ACO Based Core-Attachment Method to Detect Protein Complexes in Dynamic PPI Networks

Abstract

Proteins complexes accomplish biological functions such as transcription of DNA and translation of mRNA. Detecting protein complexes correctly and efficiently is becoming a challenging task. This paper presents a novel algorithm, core-attachment based on ant colony optimization (CA-ACO), which detects complexes in three stages. Firstly, initialize the similarity matrix. Secondly, complexes are predicted by clustering in the dynamic PPI networks. In the step, the clustering coefficient of every node is also computed. A node whose clustering coefficient is greater than the threshold is added to the core protein set. Then we mark every neighbor node of core proteins with unique core label during picking and dropping. Thirdly, filtering processes are carried out to obtain the final complex set. Experimental results show that CA-ACO algorithm had great superiority in precision, recall and f-measure compared with the state-of-the-art methods such as ClusterONE, DPClus, MCODE and so on.

1 Introduction

Protein complex is a basic structural unit that can cooperate with each other to complete the specific biological function [1, 2]. The protein-protein interaction (PPI) network [3] is composed of a number of complexes which are related to each other to perform certain functions.

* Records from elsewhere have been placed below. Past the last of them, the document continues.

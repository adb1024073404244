//! # 常用接口模块
//!
//! 本模块提供一些常用的操作接口

#[cfg(test)]
mod tests;
/*
 * @Author       : 老董
 * @Date         : 2026-10-12
 * @Description  : 嵌套树的键（Key）与键路径（KeyPath）
 */

use serde::{Deserialize, Serialize};
use std::fmt::{self, Display};

/// 分支节点下子节点的键
///
/// 既可以是整数下标（对应列表式的嵌套），也可以是名字（对应字典式的嵌套）。
/// 排序规则：所有`Index`排在所有`Name`之前，同类之间按自然顺序比较。
/// 前向与反向传播、以及两棵结构一致的树之间都依赖这一确定的顺序。
#[derive(Debug, Clone, PartialEq, Eq, PartialOrd, Ord, Hash, Serialize, Deserialize)]
#[serde(untagged)]
pub enum Key {
    Index(usize),
    Name(String),
}

impl From<usize> for Key {
    fn from(index: usize) -> Self {
        Key::Index(index)
    }
}

impl From<&str> for Key {
    fn from(name: &str) -> Self {
        Key::Name(name.to_string())
    }
}

impl From<String> for Key {
    fn from(name: String) -> Self {
        Key::Name(name)
    }
}

impl Display for Key {
    fn fmt(&self, f: &mut fmt::Formatter<'_>) -> fmt::Result {
        match self {
            Key::Index(index) => write!(f, "{}", index),
            Key::Name(name) => write!(f, "{}", name),
        }
    }
}

/// 从根节点到某个节点所经过的键序列
///
/// 主要用于错误信息中定位出问题的节点，打印形如`a.0.b`；根节点打印为`<root>`。
#[derive(Debug, Clone, Default, PartialEq, Eq, PartialOrd, Ord, Hash, Serialize, Deserialize)]
pub struct KeyPath(Vec<Key>);

impl KeyPath {
    pub fn root() -> Self {
        Self(Vec::new())
    }

    pub fn keys(&self) -> &[Key] {
        &self.0
    }

    /// 路径长度，即该节点所在的深度
    pub fn len(&self) -> usize {
        self.0.len()
    }

    pub fn is_root(&self) -> bool {
        self.0.is_empty()
    }

    pub fn push(&mut self, key: Key) {
        self.0.push(key);
    }

    pub fn pop(&mut self) -> Option<Key> {
        self.0.pop()
    }

    /// 返回追加了`key`的新路径，原路径不变
    pub fn child(&self, key: impl Into<Key>) -> Self {
        let mut keys = self.0.clone();
        keys.push(key.into());
        Self(keys)
    }
}

impl<K: Into<Key>> FromIterator<K> for KeyPath {
    fn from_iter<I: IntoIterator<Item = K>>(iter: I) -> Self {
        Self(iter.into_iter().map(Into::into).collect())
    }
}

impl From<Vec<Key>> for KeyPath {
    fn from(keys: Vec<Key>) -> Self {
        Self(keys)
    }
}

impl Display for KeyPath {
    fn fmt(&self, f: &mut fmt::Formatter<'_>) -> fmt::Result {
        if self.0.is_empty() {
            return write!(f, "<root>");
        }
        for (i, key) in self.0.iter().enumerate() {
            if i > 0 {
                write!(f, ".")?;
            }
            write!(f, "{}", key)?;
        }
        Ok(())
    }
}
//! # Nested Torch
//!
//! `nested_torch`把任意单张量算子（前向、反向、参数梯度累积）与二元损失函数
//! 推广到**嵌套的张量树**上：树的深度与分支数在构造时未知，每次调用时才被发现。
//!
//! 张量运算、自动求导与具体网络层均由外部提供，本 crate 只负责在嵌套结构上编排它们。
//!

pub mod errors;
pub mod nested;
pub mod utils;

In recent years, many methods have been proposed to predict protein complexes. These methods greatly promote the progress in the field of complexes prediction. According to the category of complex recognition algorithms, these algorithms can be divided into the following categories: recognition algorithm based on dense sub-graph, recognition algorithm based on hierarchical clustering, recognition algorithm based on core-attachment structure.

Based on the theory of dense sub-graph in PPI networks, lots of algorithms are proposed. In 2003, Spirin et al. [2] proposed the algorithm using the results of traversing the fully connected graphs to identify complexes. Bader et al. [4] proposed a method, called molecular complex detection (MCODE). Palla et al. [5] proposed clique percolation method (CPM) based on the close connection of sub-graph filtering algorithm. And the algorithm’s application software is developed, called CFinder [6]. In 2006, Altaf-UI-Amin et al. [7] proposed the DPClus which can get the overlapping complexes. In 2008, Li et al. [8] proposed IPCA algorithm, which is based on dense sub-graph to identify overlapping complexes. In 2009, Liu et al. [9] proposed clustering based on maximal cliques (CMC) algorithm, which can dig out the dense sub-graph in PPI networks.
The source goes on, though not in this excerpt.